Because? They simply have not lived up to expectations, the report says quite clearly.
“I think this has created some realism, and I wonder how that realism in this report will cut across those industries,” says Dave Jones, global insights leader at energy think tank Ember.
Today, “hydrogen production is more of a climate problem than a climate solution,” the report says. Hydrogen as a fuel is nothing new, but most of it is still produced with gas. Some countries, including the United States, are investing in ways to make hydrogen more sustainable by using renewable energy or fossil fuels combined with carbon capture. If it takes off, it could create cleaner fuel for planes, ships or trucks.
But building infrastructure to transport hydrogen is proving to be a bigger barrier than anticipated, Jones says. On the other hand, electric charging infrastructure, although still limited, is growing much more rapidly.

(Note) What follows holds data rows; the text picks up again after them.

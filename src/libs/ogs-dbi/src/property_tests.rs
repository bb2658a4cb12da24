//! Property-Based Tests for Database Interface
//!
//! Sequence numbers written through the store come back unchanged.

use proptest::prelude::*;

use crate::subscription::{AuthSubscriptionStore, MemoryDbi};
use crate::types::*;

// Strategy for generating valid IMSI strings (15 digits)
fn imsi_strategy() -> impl Strategy<Value = String> {
    "[0-9]{15}".prop_map(|s| format!("imsi-{}", s))
}

proptest! {
    #![proptest_config(ProptestConfig::with_cases(100))]

    #[test]
    fn prop_memory_sqn_round_trip(supi in imsi_strategy(), sqn in 0u64..=OGS_MAX_SQN) {
        let store = MemoryDbi::new();
        store.insert(AuthenticationSubscription {
            supi: supi.clone(),
            permanent_key: String::new(),
            operator_key: String::new(),
            operator_key_type: OperatorKeyType::Opc,
            sequence_number: "000000000000".to_string(),
            authentication_management_field: String::new(),
            authentication_method: OGS_AUTH_METHOD_5G_AKA.to_string(),
        });

        let hex = format!("{:012X}", sqn);
        store.update_sqn(&supi, &hex).unwrap();
        prop_assert_eq!(store.auth_subscription(&supi).unwrap().sequence_number.clone(), hex);
    }

    #[test]
    fn prop_supi_split(digits in "[0-9]{15}") {
        let supi = format!("imsi-{}", digits);
        prop_assert_eq!(ogs_id_get_type(&supi), Some("imsi"));
        prop_assert_eq!(ogs_id_get_value(&supi), Some(digits.as_str()));
    }
}
//! Subscription Database Queries
//!
//! The UDM reads a subscriber's authentication subscription and writes
//! back the sequence number after each issued vector. Both operations go
//! through [`AuthSubscriptionStore`] so the daemon can run against MongoDB
//! or against subscribers provisioned in its configuration file.

use std::collections::HashMap;
use std::sync::RwLock;

use mongodb::bson::{doc, Bson, Document};

use crate::mongoc::{DbiError, DbiResult, MongoDbi};
use crate::types::*;

/// Access to authentication subscriptions
///
/// Implementations must be usable from blocking worker threads.
pub trait AuthSubscriptionStore: Send + Sync {
    /// Load the authentication subscription of `supi`
    ///
    /// Returns `DbiError::SubscriberNotFound` when no record exists.
    fn auth_subscription(&self, supi: &str) -> DbiResult<AuthenticationSubscription>;

    /// Persist a new sequence number (12 hex digits) for `supi`
    fn update_sqn(&self, supi: &str, sqn: &str) -> DbiResult<()>;
}

fn parse_sqn_hex(sqn: &str) -> DbiResult<u64> {
    let value = u64::from_str_radix(sqn, 16)
        .map_err(|_| DbiError::ParseError(format!("SQN '{}'", sqn)))?;
    if sqn.len() != 12 || value > OGS_MAX_SQN {
        return Err(DbiError::ParseError(format!("SQN '{}'", sqn)));
    }
    Ok(value)
}

fn supi_query(supi: &str) -> DbiResult<Document> {
    let supi_type = ogs_id_get_type(supi).ok_or_else(|| DbiError::InvalidSupi(supi.to_string()))?;
    let supi_id = ogs_id_get_value(supi).ok_or_else(|| DbiError::InvalidSupi(supi.to_string()))?;
    Ok(doc! { supi_type: supi_id })
}

/// Map a subscriber document's `security` section onto the record
///
/// `security.opc` takes precedence over `security.op`. The SQN is stored
/// as a number and surfaced as 12 uppercase hex digits.
fn parse_security(supi: &str, document: &Document) -> DbiResult<AuthenticationSubscription> {
    let security = document
        .get_document(OGS_SECURITY_STRING)
        .map_err(|_| DbiError::FieldNotFound(OGS_SECURITY_STRING.to_string()))?;

    let (operator_key, operator_key_type) = match (
        security.get_str(OGS_OPC_STRING),
        security.get_str(OGS_OP_STRING),
    ) {
        (Ok(opc), _) => (opc.to_string(), OperatorKeyType::Opc),
        (Err(_), Ok(op)) => (op.to_string(), OperatorKeyType::Op),
        _ => (String::new(), OperatorKeyType::Opc),
    };

    let sequence_number = match security.get(OGS_SQN_STRING) {
        Some(Bson::Int64(v)) => format!("{:012X}", *v as u64 & OGS_MAX_SQN),
        Some(Bson::Int32(v)) => format!("{:012X}", *v as u64 & OGS_MAX_SQN),
        Some(Bson::Double(v)) => format!("{:012X}", *v as u64 & OGS_MAX_SQN),
        Some(Bson::String(s)) => s.to_uppercase(),
        _ => String::new(),
    };

    Ok(AuthenticationSubscription {
        supi: supi.to_string(),
        permanent_key: security.get_str(OGS_K_STRING).unwrap_or_default().to_string(),
        operator_key,
        operator_key_type,
        sequence_number,
        authentication_management_field: security
            .get_str(OGS_AMF_STRING)
            .unwrap_or_default()
            .to_string(),
        authentication_method: OGS_AUTH_METHOD_5G_AKA.to_string(),
    })
}

impl AuthSubscriptionStore for MongoDbi {
    fn auth_subscription(&self, supi: &str) -> DbiResult<AuthenticationSubscription> {
        let document = self
            .subscribers
            .find_one(supi_query(supi)?, None)?
            .ok_or_else(|| DbiError::SubscriberNotFound(supi.to_string()))?;

        parse_security(supi, &document)
    }

    fn update_sqn(&self, supi: &str, sqn: &str) -> DbiResult<()> {
        let value = parse_sqn_hex(sqn)?;
        let update = doc! {
            "$set": {
                format!("{}.{}", OGS_SECURITY_STRING, OGS_SQN_STRING): value as i64
            }
        };

        let result = self.subscribers.update_one(supi_query(supi)?, update, None)?;
        if result.matched_count == 0 {
            return Err(DbiError::SubscriberNotFound(supi.to_string()));
        }
        Ok(())
    }
}

/// In-memory subscriber database
#[derive(Debug, Default)]
pub struct MemoryDbi {
    subscribers: RwLock<HashMap<String, AuthenticationSubscription>>,
}

impl MemoryDbi {
    pub fn new() -> Self {
        Self::default()
    }

    /// Build a store pre-populated with `subscriptions`
    pub fn with_subscriptions(
        subscriptions: impl IntoIterator<Item = AuthenticationSubscription>,
    ) -> Self {
        let store = Self::new();
        for sub in subscriptions {
            store.insert(sub);
        }
        store
    }

    /// Add or replace a subscriber
    pub fn insert(&self, subscription: AuthenticationSubscription) {
        let mut subscribers = self.subscribers.write().unwrap_or_else(|e| e.into_inner());
        subscribers.insert(subscription.supi.clone(), subscription);
    }

    pub fn len(&self) -> usize {
        self.subscribers.read().unwrap_or_else(|e| e.into_inner()).len()
    }

    pub fn is_empty(&self) -> bool {
        self.len() == 0
    }
}

impl AuthSubscriptionStore for MemoryDbi {
    fn auth_subscription(&self, supi: &str) -> DbiResult<AuthenticationSubscription> {
        self.subscribers
            .read()
            .unwrap_or_else(|e| e.into_inner())
            .get(supi)
            .cloned()
            .ok_or_else(|| DbiError::SubscriberNotFound(supi.to_string()))
    }

    fn update_sqn(&self, supi: &str, sqn: &str) -> DbiResult<()> {
        parse_sqn_hex(sqn)?;
        let mut subscribers = self.subscribers.write().unwrap_or_else(|e| e.into_inner());
        let sub = subscribers
            .get_mut(supi)
            .ok_or_else(|| DbiError::SubscriberNotFound(supi.to_string()))?;
        sub.sequence_number = sqn.to_uppercase();
        Ok(())
    }
}

#[cfg(test)]
mod tests {
    use super::*;

    fn subscription(supi: &str) -> AuthenticationSubscription {
        AuthenticationSubscription {
            supi: supi.to_string(),
            permanent_key: "465B5CE8B199B49FAA5F0A2EE238A6BC".to_string(),
            operator_key: "CD63CB71954A9F4E48A5994E37A02BAF".to_string(),
            operator_key_type: OperatorKeyType::Opc,
            sequence_number: "000000000020".to_string(),
            authentication_management_field: "8000".to_string(),
            authentication_method: OGS_AUTH_METHOD_5G_AKA.to_string(),
        }
    }

    #[test]
    fn test_memory_dbi_lookup() {
        let store = MemoryDbi::with_subscriptions([subscription("imsi-001010000000001")]);
        assert_eq!(store.len(), 1);

        let sub = store.auth_subscription("imsi-001010000000001").unwrap();
        assert_eq!(sub.sequence_number, "000000000020");

        assert!(matches!(
            store.auth_subscription("imsi-001010000000002"),
            Err(DbiError::SubscriberNotFound(_))
        ));
    }

    #[test]
    fn test_memory_dbi_update_sqn() {
        let store = MemoryDbi::new();
        assert!(store.is_empty());
        store.insert(subscription("imsi-001010000000001"));

        store.update_sqn("imsi-001010000000001", "00000000002a").unwrap();
        let sub = store.auth_subscription("imsi-001010000000001").unwrap();
        assert_eq!(sub.sequence_number, "00000000002A");

        assert!(matches!(
            store.update_sqn("imsi-001010000000002", "000000000001"),
            Err(DbiError::SubscriberNotFound(_))
        ));
        assert!(matches!(
            store.update_sqn("imsi-001010000000001", "12345"),
            Err(DbiError::ParseError(_))
        ));
    }

    #[test]
    fn test_parse_security_opc() {
        let document = doc! {
            "imsi": "001010000000001",
            "security": {
                "k": "465B5CE8B199B49FAA5F0A2EE238A6BC",
                "opc": "CD63CB71954A9F4E48A5994E37A02BAF",
                "amf": "8000",
                "sqn": 33_i64,
            }
        };
        let sub = parse_security("imsi-001010000000001", &document).unwrap();
        assert_eq!(sub.operator_key_type, OperatorKeyType::Opc);
        assert_eq!(sub.sequence_number, "000000000021");
        assert_eq!(sub.authentication_management_field, "8000");
        assert_eq!(sub.authentication_method, "5G_AKA");
    }

    #[test]
    fn test_parse_security_op() {
        let document = doc! {
            "imsi": "001010000000001",
            "security": {
                "k": "465B5CE8B199B49FAA5F0A2EE238A6BC",
                "op": "CDC202D5123E20F62B6D676AC72CB318",
                "amf": "8000",
                "sqn": 1_i32,
            }
        };
        let sub = parse_security("imsi-001010000000001", &document).unwrap();
        assert_eq!(sub.operator_key_type, OperatorKeyType::Op);
        assert_eq!(sub.operator_key, "CDC202D5123E20F62B6D676AC72CB318");
        assert_eq!(sub.sequence_number, "000000000001");
    }

    #[test]
    fn test_parse_security_missing() {
        let document = doc! { "imsi": "001010000000001" };
        assert!(matches!(
            parse_security("imsi-001010000000001", &document),
            Err(DbiError::FieldNotFound(_))
        ));
    }

    #[test]
    fn test_supi_query() {
        let query = supi_query("imsi-001010000000001").unwrap();
        assert_eq!(query.get_str("imsi").unwrap(), "001010000000001");
        assert!(matches!(supi_query("001010000000001"), Err(DbiError::InvalidSupi(_))));
    }
}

The IEA’s updated roadmap reduces the share of heavy fuel cell electric vehicles on the road in 2050 by up to 40 percent compared to its initial forecast for 2021.

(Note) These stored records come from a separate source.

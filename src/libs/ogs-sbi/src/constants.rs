//! SBI Constants
//!
//! HTTP status codes, methods, content types, and resource names used
//! on the Nudm interfaces.

/// HTTP Status Codes
pub mod status {
    pub const OK: u16 = 200;
    pub const BAD_REQUEST: u16 = 400;
    pub const FORBIDDEN: u16 = 403;
    pub const NOT_FOUND: u16 = 404;
    pub const METHOD_NOT_ALLOWED: u16 = 405;
    pub const PAYLOAD_TOO_LARGE: u16 = 413;
    pub const INTERNAL_SERVER_ERROR: u16 = 500;
    pub const NOT_IMPLEMENTED: u16 = 501;
}

/// HTTP Methods
pub mod method {
    pub const DELETE: &str = "DELETE";
    pub const GET: &str = "GET";
    pub const PATCH: &str = "PATCH";
    pub const POST: &str = "POST";
    pub const PUT: &str = "PUT";
}

/// API Versions
pub mod api {
    pub const V1: &str = "v1";
}

/// Service Names
pub mod service {
    pub const NUDM_UEAU: &str = "nudm-ueau";
}

/// Resource Names
pub mod resource {
    pub const SECURITY_INFORMATION: &str = "security-information";
    pub const GENERATE_AUTH_DATA: &str = "generate-auth-data";
}

/// HTTP Headers
pub mod header {
    pub const ACCEPT: &str = "Accept";
    pub const CONTENT_TYPE: &str = "Content-Type";
}

/// Content Types
pub mod content_type {
    pub const APPLICATION_JSON: &str = "application/json";
    pub const APPLICATION_PROBLEM_JSON: &str = "application/problem+json";
}

/// ProblemDetails causes (TS 29.503 6.3.7.3, TS 29.500 5.2.7.2)
pub mod cause {
    pub const MANDATORY_IE_INCORRECT: &str = "MANDATORY_IE_INCORRECT";
    pub const USER_NOT_FOUND: &str = "USER_NOT_FOUND";
    pub const AUTHENTICATION_REJECTED: &str = "AUTHENTICATION_REJECTED";
    pub const UNSUPPORTED_AUTH_METHOD: &str = "UNSUPPORTED_AUTH_METHOD";
    pub const SYSTEM_FAILURE: &str = "SYSTEM_FAILURE";
    pub const NOT_IMPLEMENTED: &str = "NOT_IMPLEMENTED";
    pub const RESOURCE_URI_STRUCTURE_NOT_FOUND: &str = "RESOURCE_URI_STRUCTURE_NOT_FOUND";
    pub const METHOD_NOT_ALLOWED: &str = "METHOD_NOT_ALLOWED";
}
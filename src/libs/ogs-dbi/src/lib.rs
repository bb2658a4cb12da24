//! NextGCore Database Interface Library
//!
//! This crate provides access to the authentication subscription of each
//! subscriber: MongoDB for deployments and an in-memory store for
//! configuration-seeded and test setups.

pub mod types;
pub mod mongoc;
pub mod subscription;

#[cfg(test)]
mod property_tests;

// Re-export commonly used types
pub use types::*;
pub use mongoc::{DbiError, DbiResult, MongoDbi};
pub use subscription::{AuthSubscriptionStore, MemoryDbi};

Similarly, the roadmap reduces the role of carbon capture technologies by around 40 percent in reducing emissions from power generation. “Until now, the story (of carbon capture) has largely been a story of unmet expectations,” the new IEA report says. The US Department of Energy (DOE) has wasted hundreds of millions of dollars on failed carbon capture projects primarily due to “factors that affect their economic viability,” according to a 2021 study. report by the Government Accountability Office.

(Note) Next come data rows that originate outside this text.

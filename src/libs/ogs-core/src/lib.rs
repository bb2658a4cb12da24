//! NextGCore Core Library
//!
//! Small utilities shared by the UDM crates: the cryptographically secure
//! random source and octet-string conversions used at the SBI boundary.

pub mod conv;
pub mod rand;

pub use conv::{
    ogs_buffer_to_uint64, ogs_hex_from_string, ogs_hex_to_array, ogs_hex_to_string,
    ogs_hex_to_string_upper, ogs_uint64_to_buffer, ConvError,
};
pub use rand::ogs_random;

“Removing carbon from the atmosphere is very expensive. We must do everything we can to stop putting it there,” IEA Executive Director Fatih Birol said in a press release. If pollution doesn’t decline fast enough and the planet warms more than 1.5 degrees, countries can try to use carbon capture technologies that are “expensive and unproven at scale” to try to reverse some of that warming, says the Press release. But relying on those technologies would carry greater climate risks.
Global renewable energy capacity must triple by 2030 to stop generating planet-warming pollution in the first place, the report says. Clean energy spending would have to more than double, rising from $1.8 trillion this year to $4.5 trillion by the beginning of the next decade. Energy efficiency also needs to double in the same time frame, and the world’s richest countries must reach net-zero emissions years ahead of the 2050 global goal.
The timing of this updated roadmap is important. It follows the United Nations’ first global report on how well countries are tackling climate change. In short, they have fallen behind, as emissions continue to rise despite the need to limit warming to 1.5 degrees.
The UN held a climate summit in New York last week to pressure countries to increase their clean energy commitments, but the heads of state of the countries with the largest carbon footprints (China and the United States) did not participate. They will get another chance during a broader U.N. climate conference that begins in Dubai in November.